Aim of the exercise>
Gather all lines with "capacity" from the records.

(Saved entries)
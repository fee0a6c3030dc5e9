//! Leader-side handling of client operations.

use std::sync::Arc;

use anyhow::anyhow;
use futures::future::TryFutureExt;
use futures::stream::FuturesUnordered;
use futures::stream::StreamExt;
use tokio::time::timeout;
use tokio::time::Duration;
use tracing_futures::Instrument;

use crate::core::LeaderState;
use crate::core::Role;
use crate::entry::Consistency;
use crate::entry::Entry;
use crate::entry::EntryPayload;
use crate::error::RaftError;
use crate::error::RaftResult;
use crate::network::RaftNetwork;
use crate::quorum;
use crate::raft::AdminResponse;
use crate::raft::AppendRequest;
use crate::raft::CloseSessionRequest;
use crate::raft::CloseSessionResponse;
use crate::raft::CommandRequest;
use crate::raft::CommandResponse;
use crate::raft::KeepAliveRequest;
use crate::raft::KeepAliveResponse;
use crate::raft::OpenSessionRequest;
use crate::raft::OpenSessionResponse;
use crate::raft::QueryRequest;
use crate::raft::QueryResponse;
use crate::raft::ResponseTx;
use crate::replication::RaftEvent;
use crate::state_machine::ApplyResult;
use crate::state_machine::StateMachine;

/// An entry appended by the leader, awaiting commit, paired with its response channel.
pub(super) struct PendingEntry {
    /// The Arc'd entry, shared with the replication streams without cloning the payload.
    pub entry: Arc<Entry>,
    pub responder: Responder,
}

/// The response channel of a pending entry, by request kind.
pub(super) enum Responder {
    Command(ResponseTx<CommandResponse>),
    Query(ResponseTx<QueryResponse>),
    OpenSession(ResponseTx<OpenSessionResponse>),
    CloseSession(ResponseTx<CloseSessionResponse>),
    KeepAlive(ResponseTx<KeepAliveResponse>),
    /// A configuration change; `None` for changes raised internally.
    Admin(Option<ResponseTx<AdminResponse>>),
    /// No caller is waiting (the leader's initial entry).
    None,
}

...

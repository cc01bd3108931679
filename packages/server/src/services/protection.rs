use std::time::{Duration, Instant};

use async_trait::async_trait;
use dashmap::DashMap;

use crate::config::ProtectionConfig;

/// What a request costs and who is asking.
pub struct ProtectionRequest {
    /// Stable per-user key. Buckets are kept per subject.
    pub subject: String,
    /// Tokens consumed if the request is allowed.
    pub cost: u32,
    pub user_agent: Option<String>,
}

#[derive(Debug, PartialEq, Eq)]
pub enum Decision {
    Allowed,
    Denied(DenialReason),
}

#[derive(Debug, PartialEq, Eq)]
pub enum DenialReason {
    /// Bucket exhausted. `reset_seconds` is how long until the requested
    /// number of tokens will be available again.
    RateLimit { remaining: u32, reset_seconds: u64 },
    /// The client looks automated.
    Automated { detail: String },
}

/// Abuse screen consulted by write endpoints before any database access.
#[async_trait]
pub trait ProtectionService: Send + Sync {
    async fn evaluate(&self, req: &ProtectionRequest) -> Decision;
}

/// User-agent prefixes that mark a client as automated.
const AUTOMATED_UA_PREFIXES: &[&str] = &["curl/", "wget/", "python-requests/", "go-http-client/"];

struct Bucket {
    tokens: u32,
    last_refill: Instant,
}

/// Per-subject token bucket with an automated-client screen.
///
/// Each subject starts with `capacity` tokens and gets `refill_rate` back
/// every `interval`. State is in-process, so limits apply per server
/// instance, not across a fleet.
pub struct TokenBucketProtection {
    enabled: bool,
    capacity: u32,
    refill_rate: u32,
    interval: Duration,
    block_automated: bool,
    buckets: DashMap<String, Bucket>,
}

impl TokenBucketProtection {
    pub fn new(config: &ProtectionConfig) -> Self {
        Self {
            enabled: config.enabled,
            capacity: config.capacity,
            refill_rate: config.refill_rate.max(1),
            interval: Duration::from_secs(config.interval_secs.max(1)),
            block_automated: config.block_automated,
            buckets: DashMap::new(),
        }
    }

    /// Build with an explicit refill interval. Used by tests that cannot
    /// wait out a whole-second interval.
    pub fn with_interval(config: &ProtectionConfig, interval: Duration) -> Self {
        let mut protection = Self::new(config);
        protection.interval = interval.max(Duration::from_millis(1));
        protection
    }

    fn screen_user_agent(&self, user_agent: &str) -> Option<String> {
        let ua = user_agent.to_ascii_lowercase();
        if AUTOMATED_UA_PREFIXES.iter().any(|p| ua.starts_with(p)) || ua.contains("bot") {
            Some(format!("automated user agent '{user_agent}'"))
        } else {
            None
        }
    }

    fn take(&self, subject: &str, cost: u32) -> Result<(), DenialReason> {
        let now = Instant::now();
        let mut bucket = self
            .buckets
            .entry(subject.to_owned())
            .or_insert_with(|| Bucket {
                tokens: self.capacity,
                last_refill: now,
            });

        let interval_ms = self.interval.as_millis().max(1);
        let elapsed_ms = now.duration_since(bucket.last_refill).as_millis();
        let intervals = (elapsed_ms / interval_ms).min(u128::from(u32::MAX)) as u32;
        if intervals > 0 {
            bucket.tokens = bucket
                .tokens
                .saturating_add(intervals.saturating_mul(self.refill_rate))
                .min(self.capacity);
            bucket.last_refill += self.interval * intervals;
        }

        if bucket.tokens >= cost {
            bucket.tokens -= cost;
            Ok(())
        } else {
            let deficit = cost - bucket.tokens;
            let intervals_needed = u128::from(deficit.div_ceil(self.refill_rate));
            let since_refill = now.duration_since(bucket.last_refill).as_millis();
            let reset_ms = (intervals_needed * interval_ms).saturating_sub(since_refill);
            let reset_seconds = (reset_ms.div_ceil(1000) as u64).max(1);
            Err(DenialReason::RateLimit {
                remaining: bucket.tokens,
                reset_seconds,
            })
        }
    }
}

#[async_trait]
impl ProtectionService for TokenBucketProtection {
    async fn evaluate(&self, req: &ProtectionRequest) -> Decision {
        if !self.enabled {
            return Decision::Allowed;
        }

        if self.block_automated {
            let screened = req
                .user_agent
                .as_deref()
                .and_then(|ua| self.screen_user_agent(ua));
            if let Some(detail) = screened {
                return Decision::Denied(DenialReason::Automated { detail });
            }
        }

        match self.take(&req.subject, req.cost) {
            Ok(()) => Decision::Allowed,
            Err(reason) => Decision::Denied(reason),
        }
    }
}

...

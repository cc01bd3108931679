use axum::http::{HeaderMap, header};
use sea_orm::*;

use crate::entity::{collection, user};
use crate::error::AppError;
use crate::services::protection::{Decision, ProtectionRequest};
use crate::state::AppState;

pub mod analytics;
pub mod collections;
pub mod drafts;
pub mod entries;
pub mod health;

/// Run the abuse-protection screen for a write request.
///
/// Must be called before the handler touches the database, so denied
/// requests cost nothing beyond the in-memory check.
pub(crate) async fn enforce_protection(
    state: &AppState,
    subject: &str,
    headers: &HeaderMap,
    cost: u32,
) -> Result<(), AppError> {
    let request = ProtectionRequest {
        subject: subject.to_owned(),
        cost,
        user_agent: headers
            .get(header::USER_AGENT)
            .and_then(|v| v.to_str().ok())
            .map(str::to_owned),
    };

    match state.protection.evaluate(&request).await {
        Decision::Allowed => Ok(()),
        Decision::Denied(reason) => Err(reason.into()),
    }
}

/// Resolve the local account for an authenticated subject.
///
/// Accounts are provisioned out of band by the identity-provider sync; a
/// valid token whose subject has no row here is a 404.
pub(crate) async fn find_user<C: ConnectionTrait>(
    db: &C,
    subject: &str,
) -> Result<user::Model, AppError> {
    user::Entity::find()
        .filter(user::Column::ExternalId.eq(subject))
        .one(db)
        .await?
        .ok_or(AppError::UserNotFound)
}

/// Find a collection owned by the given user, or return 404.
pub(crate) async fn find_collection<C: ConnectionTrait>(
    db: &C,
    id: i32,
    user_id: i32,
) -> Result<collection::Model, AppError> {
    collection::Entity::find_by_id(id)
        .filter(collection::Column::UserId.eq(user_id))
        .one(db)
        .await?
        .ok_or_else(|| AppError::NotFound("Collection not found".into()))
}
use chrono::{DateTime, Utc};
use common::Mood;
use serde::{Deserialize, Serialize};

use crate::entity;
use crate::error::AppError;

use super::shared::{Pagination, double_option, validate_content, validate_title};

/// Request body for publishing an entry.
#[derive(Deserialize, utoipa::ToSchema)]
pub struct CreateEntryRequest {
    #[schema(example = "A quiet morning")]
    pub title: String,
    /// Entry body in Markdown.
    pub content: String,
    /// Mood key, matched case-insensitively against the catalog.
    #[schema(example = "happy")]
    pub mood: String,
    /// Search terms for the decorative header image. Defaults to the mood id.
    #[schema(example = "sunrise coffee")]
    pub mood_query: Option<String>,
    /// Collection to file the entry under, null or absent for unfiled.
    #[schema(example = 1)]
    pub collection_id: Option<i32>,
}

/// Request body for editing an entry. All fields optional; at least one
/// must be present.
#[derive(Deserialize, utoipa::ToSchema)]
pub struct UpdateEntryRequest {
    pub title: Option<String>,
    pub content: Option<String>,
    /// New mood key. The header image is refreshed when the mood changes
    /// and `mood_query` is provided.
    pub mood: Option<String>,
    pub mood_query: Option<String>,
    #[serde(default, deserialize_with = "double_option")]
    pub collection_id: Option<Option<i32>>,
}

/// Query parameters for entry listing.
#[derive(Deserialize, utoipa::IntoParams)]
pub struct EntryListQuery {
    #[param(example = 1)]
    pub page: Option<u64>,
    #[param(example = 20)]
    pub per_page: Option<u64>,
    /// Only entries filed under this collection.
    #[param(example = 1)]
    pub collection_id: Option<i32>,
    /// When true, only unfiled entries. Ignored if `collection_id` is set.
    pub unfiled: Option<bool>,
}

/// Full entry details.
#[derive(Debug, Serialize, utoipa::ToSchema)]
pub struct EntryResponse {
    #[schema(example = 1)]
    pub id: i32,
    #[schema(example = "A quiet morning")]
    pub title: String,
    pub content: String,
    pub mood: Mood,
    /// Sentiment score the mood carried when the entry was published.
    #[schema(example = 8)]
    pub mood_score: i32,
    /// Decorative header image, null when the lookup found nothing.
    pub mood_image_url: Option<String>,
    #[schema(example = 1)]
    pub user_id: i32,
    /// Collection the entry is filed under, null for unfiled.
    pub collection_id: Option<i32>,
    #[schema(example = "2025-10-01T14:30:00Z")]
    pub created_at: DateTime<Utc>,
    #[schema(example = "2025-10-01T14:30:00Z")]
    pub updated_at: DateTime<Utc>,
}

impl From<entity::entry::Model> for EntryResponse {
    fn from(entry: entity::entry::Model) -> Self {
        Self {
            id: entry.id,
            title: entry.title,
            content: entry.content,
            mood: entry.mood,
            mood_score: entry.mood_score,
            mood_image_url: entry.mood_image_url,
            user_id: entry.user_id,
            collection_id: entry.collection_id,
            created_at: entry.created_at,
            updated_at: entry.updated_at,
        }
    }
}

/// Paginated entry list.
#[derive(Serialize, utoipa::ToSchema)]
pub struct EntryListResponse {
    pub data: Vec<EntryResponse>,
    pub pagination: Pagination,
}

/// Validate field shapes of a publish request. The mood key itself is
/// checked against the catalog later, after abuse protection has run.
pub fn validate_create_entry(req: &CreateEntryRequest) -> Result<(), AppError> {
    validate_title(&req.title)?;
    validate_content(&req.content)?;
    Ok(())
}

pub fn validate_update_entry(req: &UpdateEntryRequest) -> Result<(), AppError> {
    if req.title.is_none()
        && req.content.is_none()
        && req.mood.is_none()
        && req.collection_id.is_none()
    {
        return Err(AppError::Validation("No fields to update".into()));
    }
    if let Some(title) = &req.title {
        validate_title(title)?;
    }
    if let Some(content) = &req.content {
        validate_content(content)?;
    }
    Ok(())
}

Task output>
/// Each subject starts with `capacity` tokens and gets `refill_rate` back
    capacity: u32,
            capacity: config.capacity,
                tokens: self.capacity,
                .min(self.capacity);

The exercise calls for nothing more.